Furthermore, exploratory EEG approaches in a mobile paradigm exhibit methodological limitations which may affect source space analysis. In the presence of multiple non-brain sources, a mixture of real brain and non-brain signals may be represented in several ICs. On the one hand, functional brain components may therefore not be detectable for every single participant and could limit the analysis through a mismatch of physiologically plausible ICs within the model (Artoni et al. 2014). On the other hand, participants may contribute more than a single functional IC to the clusters, which might be related to time-dependent characteristics within spatially closely tied cortical areas. As similarly reported in previous studies (Peterson and Ferris 2018; Solis-Escalante et al. 2019), the clusters of the present analysis did not demonstrate an equal distribution of the entire study sample. As EEG source modeling is essentially based on computational derivations of the analyzed real signal and does not detect specific, a-priori defined ICs, single subjects did not contribute to one of the clusters and some clusters partially contained multiple ICs per participant. Future studies may develop optimized approaches of source space analysis in mobile EEG experiments to increase the statistical validity of the observed cortical phenomena.

The main finding of the present study was an increase in contralateral brain motor areas when standing on one leg on an unstable surface.
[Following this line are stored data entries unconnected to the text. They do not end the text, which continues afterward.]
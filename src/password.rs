use thiserror::Error;

/// Work factor for new password hashes. Calibrated so a single hash costs on the
/// order of 100ms on reference hardware: slow enough to blunt brute force, fast
/// enough to keep signup/login latency bounded.
pub const HASH_COST: u32 = 12;

/// PasswordError
///
/// Failure of the hashing machinery itself. Handlers translate this into a generic
/// server error; it must never surface to the client as "wrong password".
#[derive(Debug, Error)]
pub enum PasswordError {
    #[error("hashing failed: {0}")]
    Hash(#[from] bcrypt::BcryptError),
    #[error("hashing task was cancelled")]
    Cancelled,
}

/// hash_password
///
/// One-way bcrypt hash at the given cost. The hash runs on the blocking thread pool
/// because a deliberate ~100ms of CPU work must not stall the async executor.
pub async fn hash_password(plaintext: &str, cost: u32) -> Result<String, PasswordError> {
    let plaintext = plaintext.to_string();
    tokio::task::spawn_blocking(move || bcrypt::hash(plaintext, cost))
        .await
        .map_err(|_| PasswordError::Cancelled)?
        .map_err(PasswordError::from)
}

/// verify_password
///
/// Checks a plaintext candidate against a stored digest. Returns Ok(false) for a
/// mismatch; Err only when the digest is unparsable or the verification machinery
/// fails, which is a server-error condition distinct from a bad credential.
pub async fn verify_password(plaintext: &str, digest: &str) -> Result<bool, PasswordError> {
    let plaintext = plaintext.to_string();
    let digest = digest.to_string();
    tokio::task::spawn_blocking(move || bcrypt::verify(plaintext, &digest))
        .await
        .map_err(|_| PasswordError::Cancelled)?
        .map_err(PasswordError::from)
}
As previous studies suggested a potential right-sided scalp preponderance of cortical processing during postural control tasks (Dimitrov and Gavrilenko 1996), future studies should further examine the effect of the suggested preponderance on leg-dependent modulations of cortical activity.

Conclusion

In summary, the present study revealed leg-dependent patterns of cortical activity with increasing postural instability during single-leg stance in healthy subjects. In line with previous studies, surface instability and concurrently increasing postural sway may entail higher attentional demands or error processing to control for postural equilibrium. Beyond that, the postural instability and task difficulty may also be associated with leg-dependent patterns of cortical activity in the contralateral hemisphere to the standing leg, indicating enhanced contributions of the related motor areas to maintain postural stability in unstable surface conditions. These findings may help to explore postural deficiencies in patients with various impairments and to develop neurophysiological assessments for their functional recovery. However, further investigations are required to determine the functional significance of leg-dependent cortical modulations related to postural control.